→ Directions for this task: Go through the lines of the material and count the ones with the word "traits". Give that count alone.

▼

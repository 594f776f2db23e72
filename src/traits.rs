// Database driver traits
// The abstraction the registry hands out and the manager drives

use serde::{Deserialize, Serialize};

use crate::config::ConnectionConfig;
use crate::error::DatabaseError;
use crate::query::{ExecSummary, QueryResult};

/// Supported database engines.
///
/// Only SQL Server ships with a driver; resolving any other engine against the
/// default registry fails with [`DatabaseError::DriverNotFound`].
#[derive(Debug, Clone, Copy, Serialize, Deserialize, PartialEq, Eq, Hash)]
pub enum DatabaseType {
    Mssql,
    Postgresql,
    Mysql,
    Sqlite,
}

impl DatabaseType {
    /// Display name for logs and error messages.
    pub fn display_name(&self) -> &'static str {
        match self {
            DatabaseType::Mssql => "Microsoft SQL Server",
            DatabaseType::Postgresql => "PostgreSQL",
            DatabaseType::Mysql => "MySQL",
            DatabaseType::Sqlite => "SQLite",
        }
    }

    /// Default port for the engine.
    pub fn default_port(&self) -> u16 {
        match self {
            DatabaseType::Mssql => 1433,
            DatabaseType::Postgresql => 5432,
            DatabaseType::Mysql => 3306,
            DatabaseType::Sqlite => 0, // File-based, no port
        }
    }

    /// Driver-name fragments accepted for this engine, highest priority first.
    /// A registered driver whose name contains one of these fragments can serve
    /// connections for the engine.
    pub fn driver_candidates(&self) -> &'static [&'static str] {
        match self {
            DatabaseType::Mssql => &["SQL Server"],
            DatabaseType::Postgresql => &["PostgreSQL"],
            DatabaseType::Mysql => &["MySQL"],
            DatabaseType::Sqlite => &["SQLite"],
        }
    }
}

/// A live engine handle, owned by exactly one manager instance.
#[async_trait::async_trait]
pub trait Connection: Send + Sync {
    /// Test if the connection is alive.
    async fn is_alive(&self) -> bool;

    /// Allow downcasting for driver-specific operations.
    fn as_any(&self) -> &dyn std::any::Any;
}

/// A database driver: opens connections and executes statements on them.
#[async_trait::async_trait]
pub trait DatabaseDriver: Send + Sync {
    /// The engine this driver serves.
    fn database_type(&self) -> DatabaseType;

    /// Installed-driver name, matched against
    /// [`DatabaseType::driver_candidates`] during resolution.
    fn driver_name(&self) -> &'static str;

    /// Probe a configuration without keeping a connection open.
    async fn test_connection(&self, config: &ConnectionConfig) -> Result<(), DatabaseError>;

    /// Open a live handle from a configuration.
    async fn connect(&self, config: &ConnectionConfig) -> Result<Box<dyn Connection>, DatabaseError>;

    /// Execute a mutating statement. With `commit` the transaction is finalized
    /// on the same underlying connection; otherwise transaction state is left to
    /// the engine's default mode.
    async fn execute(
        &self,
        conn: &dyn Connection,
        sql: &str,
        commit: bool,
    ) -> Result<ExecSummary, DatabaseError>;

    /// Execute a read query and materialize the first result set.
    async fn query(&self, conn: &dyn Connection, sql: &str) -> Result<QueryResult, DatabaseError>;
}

▲

→ Answer below: 2